Increasing Sales, One Chapter at a Time
According to Vondeling, Berrett-Koehler believes that the audience for the full-length book and the audience for individual chapters are distinct, citing an analogy to consumers who purchase compact discs versus consumers who purchase individual songs on iTunes. While she hopes that buying an individual chapter might motivate the reader to buy the entire book, she says, “We’re not necessarily assuming that’s how it’s going to work. I think the biggest untapped audience might be people who would never buy the book, but are happy to be buying chapter downloads.”
While many professional publishers continue to contemplate this new business model, O’Reilly Media Inc. already has put the theory into practice. In June, the Sebastopol, Calif.-based publisher announced that its customers would now have the option of purchasing book content by chapter in PDF format for $3.99. Allen Noren, director of online marketing for O’Reilly, who spearheaded the books-by-the-chapter venture, explains that this is the company’s attempt to “lower the barriers to acquisition” of information, or in other words, to compete with information that is readily available––and often for free––on the World Wide Web.

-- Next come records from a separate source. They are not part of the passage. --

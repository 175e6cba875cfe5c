//! Lock-free scan metrics and periodic reporting
//!
//! Counters are updated from the arbiter loop, the connection pump and the
//! camera callback thread, so every field is an atomic.
//!
//! NOTE: All atomics use Relaxed ordering intentionally. These are
//! statistical counters only; never use them for coordination.

use std::sync::atomic::{AtomicU64, Ordering};
use std::time::Instant;
use tracing::info;

pub struct Metrics {
    /// Scan events emitted from the camera (monotonic)
    camera_scans_total: AtomicU64,
    /// Scan events emitted from BLE peripherals (monotonic)
    ble_scans_total: AtomicU64,
    /// Scans since last report (reset on report)
    scans_since_report: AtomicU64,
    /// Camera decodes dropped inside the cooldown window
    cooldown_suppressed_total: AtomicU64,
    /// Decodes/notifications dropped because their source was not active
    inactive_source_dropped_total: AtomicU64,
    /// Empty payloads discarded (camera and BLE)
    empty_payload_total: AtomicU64,
    /// Camera decodes with a symbology outside the allow-list
    unsupported_symbology_total: AtomicU64,
    /// Activation requests rejected as "source busy"
    activation_rejected_total: AtomicU64,
    connections_established_total: AtomicU64,
    connections_failed_total: AtomicU64,
    link_lost_total: AtomicU64,
    discovery_sessions_total: AtomicU64,
    discovery_timeouts_total: AtomicU64,
    discovery_adapter_aborts_total: AtomicU64,
    /// Inbound channel full, event dropped
    channel_full_dropped_total: AtomicU64,
    last_report_time: parking_lot::Mutex<Instant>,
}

impl Default for Metrics {
    fn default() -> Self {
        Self::new()
    }
}

impl Metrics {
    pub fn new() -> Self {
        Self {
            camera_scans_total: AtomicU64::new(0),
            ble_scans_total: AtomicU64::new(0),
            scans_since_report: AtomicU64::new(0),
            cooldown_suppressed_total: AtomicU64::new(0),
            inactive_source_dropped_total: AtomicU64::new(0),
            empty_payload_total: AtomicU64::new(0),
            unsupported_symbology_total: AtomicU64::new(0),
            activation_rejected_total: AtomicU64::new(0),
            connections_established_total: AtomicU64::new(0),
            connections_failed_total: AtomicU64::new(0),
            link_lost_total: AtomicU64::new(0),
            discovery_sessions_total: AtomicU64::new(0),
            discovery_timeouts_total: AtomicU64::new(0),
            discovery_adapter_aborts_total: AtomicU64::new(0),
            channel_full_dropped_total: AtomicU64::new(0),
            last_report_time: parking_lot::Mutex::new(Instant::now()),
        }
    }

    #[inline]
    pub fn record_camera_scan(&self) {
        self.camera_scans_total.fetch_add(1, Ordering::Relaxed);
        self.scans_since_report.fetch_add(1, Ordering::Relaxed);
    }

    #[inline]
    pub fn record_ble_scan(&self) {
        self.ble_scans_total.fetch_add(1, Ordering::Relaxed);
        self.scans_since_report.fetch_add(1, Ordering::Relaxed);
    }

    #[inline]
    pub fn record_cooldown_suppressed(&self) {
        self.cooldown_suppressed_total.fetch_add(1, Ordering::Relaxed);
    }

    #[inline]
    pub fn record_inactive_source_dropped(&self) {
        self.inactive_source_dropped_total.fetch_add(1, Ordering::Relaxed);
    }

    #[inline]
    pub fn record_empty_payload(&self) {
        self.empty_payload_total.fetch_add(1, Ordering::Relaxed);
    }

    #[inline]
    pub fn record_unsupported_symbology(&self) {
        self.unsupported_symbology_total.fetch_add(1, Ordering::Relaxed);
    }

    #[inline]
    pub fn record_activation_rejected(&self) {
        self.activation_rejected_total.fetch_add(1, Ordering::Relaxed);
    }

    pub fn record_connection_established(&self) {
        self.connections_established_total.fetch_add(1, Ordering::Relaxed);
    }

    pub fn record_connection_failed(&self) {
        self.connections_failed_total.fetch_add(1, Ordering::Relaxed);
    }

    pub fn record_link_lost(&self) {
        self.link_lost_total.fetch_add(1, Ordering::Relaxed);
    }

    pub fn record_discovery_session(&self) {
        self.discovery_sessions_total.fetch_add(1, Ordering::Relaxed);
    }

    pub fn record_discovery_timeout(&self) {
        self.discovery_timeouts_total.fetch_add(1, Ordering::Relaxed);
    }

    pub fn record_discovery_adapter_abort(&self) {
        self.discovery_adapter_aborts_total.fetch_add(1, Ordering::Relaxed);
    }

    #[inline]
    pub fn record_channel_full(&self) {
        self.channel_full_dropped_total.fetch_add(1, Ordering::Relaxed);
    }

    pub fn scans_total(&self) -> u64 {
        self.camera_scans_total.load(Ordering::Relaxed) + self.ble_scans_total.load(Ordering::Relaxed)
    }

    pub fn cooldown_suppressed_total(&self) -> u64 {
        self.cooldown_suppressed_total.load(Ordering::Relaxed)
    }

    pub fn empty_payload_total(&self) -> u64 {
        self.empty_payload_total.load(Ordering::Relaxed)
    }

    pub fn activation_rejected_total(&self) -> u64 {
        self.activation_rejected_total.load(Ordering::Relaxed)
    }

    pub fn link_lost_total(&self) -> u64 {
        self.link_lost_total.load(Ordering::Relaxed)
    }

    /// Snapshot all counters; the per-interval scan count is reset
    pub fn report(&self) -> MetricsSummary {
        let scans_count = self.scans_since_report.swap(0, Ordering::Relaxed);

        let elapsed = {
            let mut last = self.last_report_time.lock();
            let elapsed = last.elapsed();
            *last = Instant::now();
            elapsed
        };

        let scans_per_min = if elapsed.as_secs_f64() > 0.0 {
            scans_count as f64 * 60.0 / elapsed.as_secs_f64()
        } else {
            0.0
        };

        MetricsSummary {
            camera_scans_total: self.camera_scans_total.load(Ordering::Relaxed),
            ble_scans_total: self.ble_scans_total.load(Ordering::Relaxed),
            scans_per_min,
            cooldown_suppressed_total: self.cooldown_suppressed_total.load(Ordering::Relaxed),
            inactive_source_dropped_total: self
                .inactive_source_dropped_total
                .load(Ordering::Relaxed),
            empty_payload_total: self.empty_payload_total.load(Ordering::Relaxed),
            unsupported_symbology_total: self.unsupported_symbology_total.load(Ordering::Relaxed),
            activation_rejected_total: self.activation_rejected_total.load(Ordering::Relaxed),
            connections_established_total: self
                .connections_established_total
                .load(Ordering::Relaxed),
            connections_failed_total: self.connections_failed_total.load(Ordering::Relaxed),
            link_lost_total: self.link_lost_total.load(Ordering::Relaxed),
            discovery_sessions_total: self.discovery_sessions_total.load(Ordering::Relaxed),
            discovery_timeouts_total: self.discovery_timeouts_total.load(Ordering::Relaxed),
            discovery_adapter_aborts_total: self
                .discovery_adapter_aborts_total
                .load(Ordering::Relaxed),
            channel_full_dropped_total: self.channel_full_dropped_total.load(Ordering::Relaxed),
        }
    }
}

#[derive(Debug, Clone)]
pub struct MetricsSummary {
    pub camera_scans_total: u64,
    pub ble_scans_total: u64,
    pub scans_per_min: f64,
    pub cooldown_suppressed_total: u64,
    pub inactive_source_dropped_total: u64,
    pub empty_payload_total: u64,
    pub unsupported_symbology_total: u64,
    pub activation_rejected_total: u64,
    pub connections_established_total: u64,
    pub connections_failed_total: u64,
    pub link_lost_total: u64,
    pub discovery_sessions_total: u64,
    pub discovery_timeouts_total: u64,
    pub discovery_adapter_aborts_total: u64,
    pub channel_full_dropped_total: u64,
}

impl MetricsSummary {
    pub fn log(&self) {
        info!(
            camera_scans = %self.camera_scans_total,
            ble_scans = %self.ble_scans_total,
            scans_per_min = format!("{:.1}", self.scans_per_min),
            cooldown_suppressed = %self.cooldown_suppressed_total,
            inactive_dropped = %self.inactive_source_dropped_total,
            empty_payloads = %self.empty_payload_total,
            unsupported_symbology = %self.unsupported_symbology_total,
            rejected_activations = %self.activation_rejected_total,
            connections = %self.connections_established_total,
            connection_failures = %self.connections_failed_total,
            link_lost = %self.link_lost_total,
            discovery_sessions = %self.discovery_sessions_total,
            discovery_timeouts = %self.discovery_timeouts_total,
            channel_full_dropped = %self.channel_full_dropped_total,
            "metrics"
        );
    }
}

Noren says that O’Reilly was receiving enough of a demand for this option from its customers to consider it a worthwhile experiment. “This makes more sense for some types of books than others, and we’ve seen that reflected in the very preliminary sales data we’ve collected since the launch,” he says. “It’s probably not a good idea for fiction, but it’s a very good idea for cookbooks and other reference works that have stand-alone components.”
Noren cites as an example a friend of his who is an avid cook. She gets her recipes for free off the Web “because her trusted sources, the cookbook publishers, haven’t created a subscription service for her to access, organize, share and annotate the same information contained in the books she used to buy,” he says.